Whenever there is congressional
gridlock, the Judiciary bears sole responsibility to check executive overreach.
Although not nearly as inefficient as Congress, multiple court rulings and
lengthy appeals in the Judiciary hamper its ability to regulate the swift,
unilateral power of the executive branch. In Bush’s case, a federal judge
declared the surveillance program unconstitutional in 2006, because the program
lacked any judicial oversight or independent review. However, the decision was
overturned in a federal appellate court on a technicality. The plaintiffs could
not prove they had been specifically targeted by the program, but the
ideological argument remained unchallenged. In Obama’s case, Judge Rosemary
Collyer ruled that the appropriations could not be inferred and were therefore
illegal, however, she stayed her ruling pending review. President Trump has
since ended the subsidies. From these examples it is apparent that the
president has an advantage over Congress, however the negative implication is
misleading. This advantage results in benefits, such as speedy policy
implementation and gridlock prevention, that allow the government to run as
efficiently as possible.



2: Republic

In Federalist 39,
Madison defines “a republic
to be… a government which derives all its powers directly or indirectly from
the great body of the people; and is administered by persons holding their
offices during pleasure, for a limited period, or during good behaviour”. 5
It is a form of “government
in which the scheme of representation takes place” as opposed to a direct
democracy, in which citizens vote individually on all laws and policies. Direct
democracies “have ever been found incompatible with personal security or the
rights of property…and have in general been as short in their lives as they
have been violent in their deaths”.6 A republic corrects this
incompatibility, creating representatives as a check and balance on the
mercurial behavior of the citizenry.

Federalist 39, Madison contends a republic is conformable to the Constitution,
because the Constitution proposes that the great body of the people directly
elect members of the House of Representatives, while indirectly electing members
of the Senate and the president, all of whom are subject to a reasonable
duration of tenure between two and six years. This form of government closely
adheres to republican principles of representation described earlier. In addition, the Constitution “conforms
to the republican form,” because it preserves aspects of “the federal form,
which regards the union as a confederacy of sovereign states,” without fully
embracing the concept of a “national government, which regards the Union as a
consolidation of the States”. 5 The foundation of the Constitution
is federal, ultimately deriving its powers from the people, and only the
operation of these powers is national. As a composition of both, the
Constitution maintains its republican character.

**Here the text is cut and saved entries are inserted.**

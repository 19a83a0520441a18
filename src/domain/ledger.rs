use std::cmp::Ordering;
use std::collections::{BTreeMap, BTreeSet};

use serde::Serialize;

use super::{Cents, Direction, Transaction, TransactionId, TransactionType};

/// Signed amount a transaction of this type adds to the running balance.
pub fn contribution(txn_type: &TransactionType, amount_cents: Cents) -> Cents {
    match txn_type.direction() {
        Direction::Inflow => amount_cents,
        Direction::Outflow => amount_cents.saturating_neg(),
        Direction::Neutral => 0,
    }
}

/// Canonical order: ascending date, then ascending id. Rows with a missing
/// date come after every dated row.
pub fn canonical_cmp(a: &Transaction, b: &Transaction) -> Ordering {
    let date_order = match (a.date, b.date) {
        (Some(x), Some(y)) => x.cmp(&y),
        (Some(_), None) => Ordering::Less,
        (None, Some(_)) => Ordering::Greater,
        (None, None) => Ordering::Equal,
    };
    date_order.then(a.id.cmp(&b.id))
}

pub fn sort_canonical(transactions: &mut [Transaction]) {
    transactions.sort_by(canonical_cmp);
}

/// Where the row at `index` lands once `transactions` is sorted canonically.
///
/// The sort is stable, so rows comparing equal keep their relative order.
pub fn canonical_position(transactions: &[Transaction], index: usize) -> usize {
    let target = &transactions[index];
    transactions
        .iter()
        .enumerate()
        .filter(|(i, t)| match canonical_cmp(t, target) {
            Ordering::Less => true,
            Ordering::Equal => *i < index,
            Ordering::Greater => false,
        })
        .count()
}

/// Sort into canonical order and rewrite every running balance.
///
/// Total and idempotent: whatever balances the input carried are discarded.
/// The fold saturates at the `i64` range instead of overflowing.
pub fn recompute(mut transactions: Vec<Transaction>) -> Vec<Transaction> {
    sort_canonical(&mut transactions);

    let mut balance: Cents = 0;
    for transaction in &mut transactions {
        balance = balance
            .saturating_add(contribution(&transaction.txn_type, transaction.amount_cents));
        transaction.balance_cents = balance;
    }

    transactions
}

/// Balance after the last row in canonical order.
pub fn closing_balance(transactions: &[Transaction]) -> Cents {
    transactions.last().map(|t| t.balance_cents).unwrap_or(0)
}

/// Id for the next new transaction: one past the largest id in use.
///
/// When no row carries a usable (positive) id, or the largest one cannot be
/// incremented, falls back to the first id from the row count plus one that
/// no row uses.
pub fn next_id(transactions: &[Transaction]) -> TransactionId {
    let next = transactions
        .iter()
        .map(|t| t.id)
        .filter(|id| *id > 0)
        .max()
        .and_then(|max| max.checked_add(1));
    if let Some(id) = next {
        return id;
    }

    let used: BTreeSet<TransactionId> = transactions.iter().map(|t| t.id).collect();
    // At most `len` ids are taken, so a free one exists within `len + 1` steps
    let mut candidate = transactions.len() as TransactionId + 1;
    while used.contains(&candidate) {
        candidate += 1;
    }
    candidate
}

#[derive(Debug, Clone, PartialEq, Eq, Serialize)]
pub struct BalanceMismatch {
    pub id: TransactionId,
    pub stored: Cents,
    pub expected: Cents,
}

/// Consistency of a table as stored, before any recomputation.
#[derive(Debug, Clone, Serialize)]
pub struct IntegrityReport {
    pub row_count: usize,
    pub balance_mismatches: Vec<BalanceMismatch>,
    /// Adjacent row pairs that violate canonical order
    pub out_of_order: usize,
    pub duplicate_ids: Vec<TransactionId>,
    pub missing_dates: usize,
    pub unknown_types: Vec<TransactionId>,
    pub stored_closing_balance: Cents,
    pub expected_closing_balance: Cents,
}

impl IntegrityReport {
    pub fn is_healthy(&self) -> bool {
        self.balance_mismatches.is_empty() && self.out_of_order == 0 && self.duplicate_ids.is_empty()
    }
}

/// Compare stored rows against what `recompute` would produce.
///
/// Balances are checked in canonical order, so a table that is merely
/// unsorted but otherwise correct reports both the ordering violations and
/// any balances that move once sorted.
pub fn verify(stored: &[Transaction]) -> IntegrityReport {
    let out_of_order = stored
        .windows(2)
        .filter(|pair| canonical_cmp(&pair[0], &pair[1]) == Ordering::Greater)
        .count();

    let mut id_counts: BTreeMap<TransactionId, usize> = BTreeMap::new();
    for transaction in stored {
        *id_counts.entry(transaction.id).or_insert(0) += 1;
    }
    let duplicate_ids = id_counts
        .into_iter()
        .filter(|(_, count)| *count > 1)
        .map(|(id, _)| id)
        .collect();

    let mut sorted = stored.to_vec();
    sort_canonical(&mut sorted);
    let stored_closing_balance = closing_balance(&sorted);
    let expected = recompute(sorted.clone());

    let balance_mismatches = sorted
        .iter()
        .zip(&expected)
        .filter(|(s, e)| s.balance_cents != e.balance_cents)
        .map(|(s, e)| BalanceMismatch {
            id: s.id,
            stored: s.balance_cents,
            expected: e.balance_cents,
        })
        .collect();

    IntegrityReport {
        row_count: stored.len(),
        balance_mismatches,
        out_of_order,
        duplicate_ids,
        missing_dates: stored.iter().filter(|t| t.date.is_none()).count(),
        unknown_types: stored
            .iter()
            .filter(|t| !t.txn_type.is_known())
            .map(|t| t.id)
            .collect(),
        stored_closing_balance,
        expected_closing_balance: closing_balance(&expected),
    }
}
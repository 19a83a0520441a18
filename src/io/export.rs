use anyhow::Result;
use chrono::{DateTime, Utc};
use serde::{Deserialize, Serialize};
use std::io::Write;

use crate::application::LedgerService;
use crate::domain::{Cents, Transaction, encode_rows};
use crate::storage::write_table;

/// Full ledger snapshot for JSON export
#[derive(Debug, Clone, Serialize, Deserialize)]
pub struct LedgerSnapshot {
    pub version: String,
    pub exported_at: DateTime<Utc>,
    pub closing_balance: Cents,
    pub transactions: Vec<Transaction>,
}

/// Exporter for converting the ledger to portable formats
pub struct Exporter<'a> {
    service: &'a LedgerService,
}

impl<'a> Exporter<'a> {
    pub fn new(service: &'a LedgerService) -> Self {
        Self { service }
    }

    /// Export the table to CSV in canonical order, with the store's columns
    pub fn export_csv<W: Write>(&self, writer: W) -> Result<usize> {
        let rows = encode_rows(self.service.transactions());
        write_table(&rows, writer)?;
        Ok(rows.len())
    }

    /// Export the ledger as a JSON snapshot
    pub fn export_json<W: Write>(&self, mut writer: W) -> Result<LedgerSnapshot> {
        let snapshot = LedgerSnapshot {
            version: env!("CARGO_PKG_VERSION").to_string(),
            exported_at: Utc::now(),
            closing_balance: self.service.closing_balance(),
            transactions: self.service.transactions().to_vec(),
        };

        let json = serde_json::to_string_pretty(&snapshot)?;
        writer.write_all(json.as_bytes())?;
        writer.flush()?;

        Ok(snapshot)
    }
}
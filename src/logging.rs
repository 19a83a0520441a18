//! Tracing initialization for the command-line binary.

use tracing_subscriber::EnvFilter;

/// Install a stderr subscriber. `RUST_LOG` wins when set; otherwise only
/// warnings are shown, or everything down to `debug` with `verbose`.
///
/// Safe to call more than once; later calls are no-ops.
pub fn init(verbose: bool) {
    let default_level = if verbose { "debug" } else { "warn" };
    let filter =
        EnvFilter::try_from_default_env().unwrap_or_else(|_| EnvFilter::new(default_level));

    let _ = tracing_subscriber::fmt()
        .with_env_filter(filter)
        .with_writer(std::io::stderr)
        .with_target(false)
        .try_init();
}
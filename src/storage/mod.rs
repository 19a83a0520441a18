mod csv_file;
mod memory;
mod sqlite;

pub use csv_file::*;
pub use memory::*;
pub use sqlite::*;

use anyhow::Result;
use async_trait::async_trait;

use crate::domain::SheetRow;

/// SQL migration for the row table
pub const MIGRATION_001_LEDGER_ROWS: &str = include_str!("migrations/001_ledger_rows.sql");

/// The external table the ledger lives in.
///
/// Stores only move rows; they never interpret them. Every write replaces
/// the whole table with the rows given, in the order given.
#[async_trait]
pub trait RowStore: Send + Sync {
    /// Read every row of the table.
    async fn read_rows(&self) -> Result<Vec<SheetRow>>;

    /// Overwrite the table with `rows`.
    async fn write_rows(&self, rows: &[SheetRow]) -> Result<()>;

    /// Short human-readable name of the backing table, for logs.
    fn describe(&self) -> String;
}

/// Read the table, substituting an empty one if the store cannot be read.
pub async fn read_or_empty(store: &dyn RowStore) -> Vec<SheetRow> {
    match store.read_rows().await {
        Ok(rows) => {
            tracing::debug!(store = %store.describe(), rows = rows.len(), "read table");
            rows
        }
        Err(error) => {
            tracing::warn!(
                store = %store.describe(),
                error = ?error,
                "could not read table, starting from an empty one"
            );
            Vec::new()
        }
    }
}
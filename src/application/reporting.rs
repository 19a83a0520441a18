use std::collections::{BTreeMap, BTreeSet};

use chrono::{Datelike, NaiveDate};
use serde::{Deserialize, Serialize};

use crate::domain::{Cents, Transaction, TransactionType, month_label};

/// Per-type totals for one calendar month.
#[derive(Debug, Clone, Serialize, Deserialize)]
pub struct MonthSummary {
    pub month: String,
    pub totals: Vec<TypeTotal>,
    pub count: usize,
}

#[derive(Debug, Clone, Serialize, Deserialize)]
pub struct TypeTotal {
    pub txn_type: TransactionType,
    pub total: Cents,
    pub count: usize,
}

impl MonthSummary {
    /// Sum of amounts of the given type this month, 0 if none.
    pub fn total_for(&self, txn_type: &TransactionType) -> Cents {
        self.totals
            .iter()
            .find(|t| &t.txn_type == txn_type)
            .map(|t| t.total)
            .unwrap_or(0)
    }
}

/// Which rows a category breakdown covers.
#[derive(Debug, Clone)]
pub struct CategoryFilter {
    /// Inclusive lower bound
    pub from: Option<NaiveDate>,
    /// Inclusive upper bound
    pub to: Option<NaiveDate>,
    pub types: Vec<TransactionType>,
}

impl Default for CategoryFilter {
    /// Spending view: expenses and advances paid out, all dates.
    fn default() -> Self {
        Self {
            from: None,
            to: None,
            types: vec![TransactionType::Expense, TransactionType::AdvanceOut],
        }
    }
}

impl CategoryFilter {
    fn matches(&self, transaction: &Transaction) -> bool {
        if !self.types.contains(&transaction.txn_type) {
            return false;
        }
        if self.from.is_none() && self.to.is_none() {
            return true;
        }
        match transaction.date {
            Some(date) => {
                self.from.is_none_or(|from| date >= from) && self.to.is_none_or(|to| date <= to)
            }
            None => false,
        }
    }
}

#[derive(Debug, Clone, Serialize, Deserialize)]
pub struct CategoryReport {
    pub from: Option<NaiveDate>,
    pub to: Option<NaiveDate>,
    pub categories: Vec<CategorySummary>,
    pub total: Cents,
}

#[derive(Debug, Clone, Serialize, Deserialize)]
pub struct CategorySummary {
    pub category: String,
    pub total: Cents,
    pub count: usize,
    pub percentage: f64,
}

/// Month labels present in the ledger, most recent first.
pub fn available_months(transactions: &[Transaction]) -> Vec<String> {
    let months: BTreeSet<NaiveDate> = transactions
        .iter()
        .filter_map(|t| t.date)
        .filter_map(|d| d.with_day0(0))
        .collect();

    months.into_iter().rev().map(month_label).collect()
}

/// Earliest and latest dates in the ledger.
pub fn date_span(transactions: &[Transaction]) -> Option<(NaiveDate, NaiveDate)> {
    let mut dates = transactions.iter().filter_map(|t| t.date);
    let first = dates.next()?;
    Some(dates.fold((first, first), |(lo, hi), d| (lo.min(d), hi.max(d))))
}

/// Sum amounts per transaction type for the month with the given label.
pub fn month_summary(transactions: &[Transaction], month: &str) -> MonthSummary {
    let mut totals: BTreeMap<TransactionType, (Cents, usize)> = BTreeMap::new();
    let mut count = 0;

    for transaction in transactions {
        let in_month = transaction
            .date
            .is_some_and(|date| month_label(date) == month);
        if !in_month {
            continue;
        }
        let entry = totals.entry(transaction.txn_type.clone()).or_insert((0, 0));
        entry.0 = entry.0.saturating_add(transaction.amount_cents);
        entry.1 += 1;
        count += 1;
    }

    // Type ordering puts the known types first, then unknown ones by name
    let totals = totals
        .into_iter()
        .map(|(txn_type, (total, count))| TypeTotal {
            txn_type,
            total,
            count,
        })
        .collect();

    MonthSummary {
        month: month.to_string(),
        totals,
        count,
    }
}

/// Total amounts per category over the filtered rows, largest first.
pub fn category_report(transactions: &[Transaction], filter: &CategoryFilter) -> CategoryReport {
    let mut groups: BTreeMap<&str, (Cents, usize)> = BTreeMap::new();
    for transaction in transactions.iter().filter(|t| filter.matches(t)) {
        let entry = groups.entry(transaction.category.as_str()).or_insert((0, 0));
        entry.0 = entry.0.saturating_add(transaction.amount_cents);
        entry.1 += 1;
    }

    let total: Cents = groups
        .values()
        .fold(0, |acc: Cents, (sum, _)| acc.saturating_add(*sum));

    let mut categories: Vec<CategorySummary> = groups
        .into_iter()
        .map(|(category, (sum, count))| CategorySummary {
            category: category.to_string(),
            total: sum,
            count,
            percentage: if total != 0 {
                (sum as f64 / total as f64) * 100.0
            } else {
                0.0
            },
        })
        .collect();

    // BTreeMap already ordered names; the stable sort keeps that for ties
    categories.sort_by(|a, b| b.total.cmp(&a.total));

    CategoryReport {
        from: filter.from,
        to: filter.to,
        categories,
        total,
    }
}

#[cfg(test)]
mod tests {
    use super::*;

    fn day(y: i32, m: u32, d: u32) -> Option<NaiveDate> {
        NaiveDate::from_ymd_opt(y, m, d)
    }

    fn txn(
        id: i64,
        date: Option<NaiveDate>,
        t: TransactionType,
        category: &str,
        amount: Cents,
    ) -> Transaction {
        Transaction::new(id, date, t, amount).with_category(category)
    }

    fn sample() -> Vec<Transaction> {
        vec![
            txn(1, day(2023, 12, 30), TransactionType::Credit, "CREDIT", 500000),
            txn(2, day(2024, 1, 2), TransactionType::Expense, "PETROL PURCHASE", 120000),
            txn(3, day(2024, 1, 9), TransactionType::Expense, "COURIER / MAILING", 30000),
            txn(4, day(2024, 1, 15), TransactionType::AdvanceOut, "ADV-OUT", 200000),
            txn(5, day(2024, 1, 20), TransactionType::Expense, "PETROL PURCHASE", 90000),
            txn(6, day(2024, 1, 21), TransactionType::AdvancePending, "ADV-PEN", 50000),
            txn(7, None, TransactionType::Expense, "OTHERS", 999),
            txn(8, day(2024, 2, 1), TransactionType::AdvanceIn, "ADV-IN", 10000),
        ]
    }

    #[test]
    fn test_available_months_newest_first() {
        assert_eq!(
            available_months(&sample()),
            vec!["February 2024", "January 2024", "December 2023"]
        );
        assert!(available_months(&[]).is_empty());
    }

    #[test]
    fn test_month_summary_per_type() {
        let summary = month_summary(&sample(), "January 2024");
        assert_eq!(summary.count, 5);
        assert_eq!(summary.total_for(&TransactionType::Expense), 240000);
        assert_eq!(summary.total_for(&TransactionType::AdvanceOut), 200000);
        assert_eq!(summary.total_for(&TransactionType::AdvancePending), 50000);
        assert_eq!(summary.total_for(&TransactionType::Credit), 0);
        assert_eq!(summary.totals[0].txn_type, TransactionType::Expense);
    }

    #[test]
    fn test_month_summary_unknown_month_is_empty() {
        let summary = month_summary(&sample(), "March 2030");
        assert_eq!(summary.count, 0);
        assert!(summary.totals.is_empty());
    }

    #[test]
    fn test_category_report_defaults_to_spending() {
        let report = category_report(&sample(), &CategoryFilter::default());
        let names: Vec<_> = report.categories.iter().map(|c| c.category.as_str()).collect();
        assert_eq!(
            names,
            vec!["PETROL PURCHASE", "ADV-OUT", "COURIER / MAILING", "OTHERS"]
        );
        assert_eq!(report.total, 440999);
        assert_eq!(report.categories[0].count, 2);
    }

    #[test]
    fn test_category_report_date_range_is_inclusive_and_drops_missing_dates() {
        let filter = CategoryFilter {
            from: day(2024, 1, 9),
            to: day(2024, 1, 15),
            ..Default::default()
        };
        let report = category_report(&sample(), &filter);
        let names: Vec<_> = report.categories.iter().map(|c| c.category.as_str()).collect();
        assert_eq!(names, vec!["ADV-OUT", "COURIER / MAILING"]);
        assert_eq!(report.total, 230000);
        let pct: f64 = report.categories.iter().map(|c| c.percentage).sum();
        assert!((pct - 100.0).abs() < 1e-9);
    }

    #[test]
    fn test_category_ties_break_by_name() {
        let rows = vec![
            txn(1, day(2024, 1, 1), TransactionType::Expense, "ZETA", 100),
            txn(2, day(2024, 1, 1), TransactionType::Expense, "ALPHA", 100),
        ];
        let report = category_report(&rows, &CategoryFilter::default());
        assert_eq!(report.categories[0].category, "ALPHA");
    }

    #[test]
    fn test_date_span() {
        assert_eq!(
            date_span(&sample()),
            Some((day(2023, 12, 30).unwrap(), day(2024, 2, 1).unwrap()))
        );
        assert_eq!(date_span(&[]), None);
    }

    #[test]
    fn test_totals_saturate_on_huge_amounts() {
        let rows = vec![
            txn(1, day(2024, 1, 1), TransactionType::Expense, "A", i64::MAX),
            txn(2, day(2024, 1, 2), TransactionType::Expense, "A", i64::MAX),
            txn(3, day(2024, 1, 3), TransactionType::Expense, "B", i64::MAX),
        ];

        let summary = month_summary(&rows, "January 2024");
        assert_eq!(summary.total_for(&TransactionType::Expense), i64::MAX);

        let report = category_report(&rows, &CategoryFilter::default());
        assert_eq!(report.total, i64::MAX);
        assert_eq!(report.categories[0].total, i64::MAX);
    }
}
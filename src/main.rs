use anyhow::Result;
use cashbook::cli::Cli;
use clap::Parser;

#[tokio::main]
async fn main() -> Result<()> {
    let cli = Cli::parse();
    cashbook::logging::init(cli.verbose);
    cli.run().await
}
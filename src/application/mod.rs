// Application layer: the ledger handle and the read-side reports built on it.

pub mod error;
pub mod reporting;
pub mod service;

pub use error::*;
pub use reporting::{CategoryFilter, CategoryReport, CategorySummary, MonthSummary, TypeTotal};
pub use service::*;
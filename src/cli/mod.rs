//! Command-line entry point
//!
//! `run()` merges flags, environment and the config file, installs the
//! tracing subscriber and dispatches to a subcommand.

pub mod commands;
pub mod logging;

pub use commands::{Cli, Commands, CorpusStats, render_conversation_text, run};
use ratatui::layout::{Constraint, Direction, Layout, Rect};

/// Viewer layout
pub struct AppLayout {
    pub header_area: Rect,
    pub timeline_area: Rect,
    pub interaction_area: Rect,
    pub details_area: Rect,
    pub status_area: Rect,
}

impl AppLayout {
    /// Create the viewer layout:
    /// - Header: 3 rows (conversation selector)
    /// - Timeline 25% | Interaction 45% | Details 30%
    /// - Status bar: bottom row
    pub fn new(area: Rect) -> Self {
        let vertical_chunks = Layout::default()
            .direction(Direction::Vertical)
            .constraints([
                Constraint::Length(3), // Header
                Constraint::Min(3),    // Main area
                Constraint::Length(1), // Status bar
            ])
            .split(area);

        let horizontal_chunks = Layout::default()
            .direction(Direction::Horizontal)
            .constraints([
                Constraint::Percentage(25),
                Constraint::Percentage(45),
                Constraint::Percentage(30),
            ])
            .split(vertical_chunks[1]);

        Self {
            header_area: vertical_chunks[0],
            timeline_area: horizontal_chunks[0],
            interaction_area: horizontal_chunks[1],
            details_area: horizontal_chunks[2],
            status_area: vertical_chunks[2],
        }
    }
}

/// A rectangle of `percent_x` by `percent_y` centred in `area` (picker overlay)
pub fn centered_rect(percent_x: u16, percent_y: u16, area: Rect) -> Rect {
    let vertical = Layout::default()
        .direction(Direction::Vertical)
        .constraints([
            Constraint::Percentage((100 - percent_y) / 2),
            Constraint::Percentage(percent_y),
            Constraint::Percentage((100 - percent_y) / 2),
        ])
        .split(area);

    Layout::default()
        .direction(Direction::Horizontal)
        .constraints([
            Constraint::Percentage((100 - percent_x) / 2),
            Constraint::Percentage(percent_x),
            Constraint::Percentage((100 - percent_x) / 2),
        ])
        .split(vertical[1])[1]
}
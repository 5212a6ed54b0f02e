//! Configuration file support
//!
//! Settings are layered, highest priority first:
//! 1. CLI flags (and the environment variables clap maps onto them)
//! 2. The TOML config file
//! 3. Built-in defaults
//!
//! The file is optional. It lives at `$TRANSCRIPT_NAVIGATOR_CONFIG` or
//! `<config dir>/transcript-navigator/config.toml` unless `--config` names one.
//!
//! ```toml
//! data_path = "~/exports/conversation_analysis.json"
//! base_url = "https://viewer.example/"
//! max_file_size_mb = 64
//! log_file = "/tmp/transcript-navigator.log"
//! log_level = "debug"
//! ```

use std::fs;
use std::path::{Path, PathBuf};

use anyhow::{Context, Result};
use serde::{Deserialize, Serialize};
use tracing::{debug, info};

use crate::utils::DEFAULT_MAX_FILE_SIZE_BYTES;

/// Base URL used for share links when none is configured
pub const DEFAULT_BASE_URL: &str = "http://localhost:3000/";

/// Log filter used when neither `RUST_LOG` nor a level is configured
pub const DEFAULT_LOG_LEVEL: &str = "warn";

/// On-disk shape of the config file; every key is optional
#[derive(Debug, Clone, Default, PartialEq, Serialize, Deserialize)]
#[serde(default, deny_unknown_fields)]
pub struct SettingsToml {
    pub data_path: Option<PathBuf>,
    pub base_url: Option<String>,
    pub max_file_size_mb: Option<u64>,
    pub log_file: Option<PathBuf>,
    pub log_level: Option<String>,
}

/// Effective settings after defaults and the config file are applied
#[derive(Debug, Clone, PartialEq)]
pub struct Settings {
    /// Snapshot file or directory to load
    pub data_path: Option<PathBuf>,
    pub base_url: String,
    pub max_file_size_bytes: u64,
    pub log_file: Option<PathBuf>,
    pub log_level: String,
    /// The file these settings were read from, if any
    pub source: Option<PathBuf>,
}

impl Default for Settings {
    fn default() -> Self {
        Self {
            data_path: None,
            base_url: DEFAULT_BASE_URL.to_string(),
            max_file_size_bytes: DEFAULT_MAX_FILE_SIZE_BYTES,
            log_file: None,
            log_level: DEFAULT_LOG_LEVEL.to_string(),
            source: None,
        }
    }
}

impl Settings {
    /// Load settings from `path`. A missing file yields the defaults.
    ///
    /// # Errors
    ///
    /// Returns an error if the file exists but cannot be read or parsed.
    pub fn load_from(path: &Path) -> Result<Self> {
        let mut settings = Self::default();

        if !path.exists() {
            debug!(path = %path.display(), "Config file not found, using defaults");
            return Ok(settings);
        }

        let content = fs::read_to_string(path)
            .with_context(|| format!("Failed to read config file: {}", path.display()))?;
        let file: SettingsToml = toml::from_str(&content)
            .with_context(|| format!("Failed to parse config file: {}", path.display()))?;

        settings.apply(file);
        settings.source = Some(path.to_path_buf());
        info!(path = %path.display(), "Loaded configuration from file");
        Ok(settings)
    }

    fn apply(&mut self, file: SettingsToml) {
        if let Some(data_path) = file.data_path {
            self.data_path = Some(expand_home(&data_path));
        }
        if let Some(base_url) = file.base_url.filter(|url| !url.trim().is_empty()) {
            self.base_url = base_url;
        }
        if let Some(mb) = file.max_file_size_mb.filter(|mb| *mb > 0) {
            self.max_file_size_bytes = mb.saturating_mul(1024 * 1024);
        }
        if let Some(log_file) = file.log_file {
            self.log_file = Some(expand_home(&log_file));
        }
        if let Some(level) = file.log_level.filter(|level| !level.trim().is_empty()) {
            self.log_level = level;
        }
    }
}

/// Expand a leading `~/` to the home directory
fn expand_home(path: &Path) -> PathBuf {
    match (path.strip_prefix("~"), dirs::home_dir()) {
        (Ok(rest), Some(home)) => home.join(rest),
        _ => path.to_path_buf(),
    }
}

#[cfg(test)]
mod tests {
    use std::io::Write;

    use tempfile::NamedTempFile;

    use super::*;

    fn write_config(content: &str) -> NamedTempFile {
        let mut file = NamedTempFile::new().unwrap();
        file.write_all(content.as_bytes()).unwrap();
        file
    }

    #[test]
    fn test_missing_file_uses_defaults() {
        let settings = Settings::load_from(Path::new("/nonexistent/config.toml")).unwrap();
        assert_eq!(settings, Settings::default());
        assert_eq!(settings.base_url, DEFAULT_BASE_URL);
        assert_eq!(settings.max_file_size_bytes, DEFAULT_MAX_FILE_SIZE_BYTES);
    }

    #[test]
    fn test_full_config() {
        let file = write_config(
            r#"
data_path = "/data/rows.json"
base_url = "https://viewer.example/"
max_file_size_mb = 2
log_file = "/tmp/navigator.log"
log_level = "debug"
"#,
        );

        let settings = Settings::load_from(file.path()).unwrap();
        assert_eq!(settings.data_path, Some(PathBuf::from("/data/rows.json")));
        assert_eq!(settings.base_url, "https://viewer.example/");
        assert_eq!(settings.max_file_size_bytes, 2 * 1024 * 1024);
        assert_eq!(settings.log_file, Some(PathBuf::from("/tmp/navigator.log")));
        assert_eq!(settings.log_level, "debug");
        assert_eq!(settings.source.as_deref(), Some(file.path()));
    }

    #[test]
    fn test_partial_config_keeps_defaults() {
        let file = write_config("base_url = \"https://viewer.example/flow\"\n");

        let settings = Settings::load_from(file.path()).unwrap();
        assert_eq!(settings.base_url, "https://viewer.example/flow");
        assert_eq!(settings.data_path, None);
        assert_eq!(settings.log_level, DEFAULT_LOG_LEVEL);
    }

    #[test]
    fn test_zero_size_and_blank_values_ignored() {
        let file = write_config("max_file_size_mb = 0\nbase_url = \"  \"\n");

        let settings = Settings::load_from(file.path()).unwrap();
        assert_eq!(settings.max_file_size_bytes, DEFAULT_MAX_FILE_SIZE_BYTES);
        assert_eq!(settings.base_url, DEFAULT_BASE_URL);
    }

    #[test]
    fn test_invalid_config_is_error() {
        let file = write_config("max_file_size_mb = \"big\"\n");
        let err = Settings::load_from(file.path()).unwrap_err();
        assert!(err.to_string().contains("Failed to parse config file"));

        let file = write_config("colour = \"blue\"\n");
        assert!(Settings::load_from(file.path()).is_err());
    }

    #[test]
    fn test_expand_home() {
        assert_eq!(expand_home(Path::new("/abs/rows.json")), PathBuf::from("/abs/rows.json"));
        if let Some(home) = dirs::home_dir() {
            assert_eq!(expand_home(Path::new("~/rows.json")), home.join("rows.json"));
        }
    }
}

Perhaps the most decisive proof
“of the republican complexion of this system” is in the Constitution’s
“absolute prohibition of titles of nobility, both under the Federal and the
State Governments”.5 This provision of the Constitution ensures that
the government “be derived from the great body of the society” rather than a
“favored class…of tyrannical nobles” guilefully posing as a republic, like in
Holland, Poland, and Venice at the time.5 Ostensibly, the
legislative branch most represents the “great body of the people” through the
direct election of all Congress members. The executive branch in turn
indirectly represents the “great body of the people” by carrying out the laws
Congress passes and nominating members of the Judiciary, and then the judicial
branch, while arguably the most isolated, represents the “great body of the
people” by interpreting laws and upholding the integrity of the Constitution
through judicial review. While it would be expected that the branch of
government most directly elected by the populace would hold the people’s trust
the most, the inverse is currently true. Since 2000, the American people have
placed their trust most in the judicial branch and least in the legislative
branch. 7 Gerrymandering, special interests, and media bias are to
blame. They have created a sort of “favored class” which has eroded the
public’s trust in the legislative and executive branch’s ability to represent
the will of the people. In contrast, constitutionally designed isolation from
politics appears to have been beneficial for the judicial branch in maintaining
the trust of the people and representing their will in government.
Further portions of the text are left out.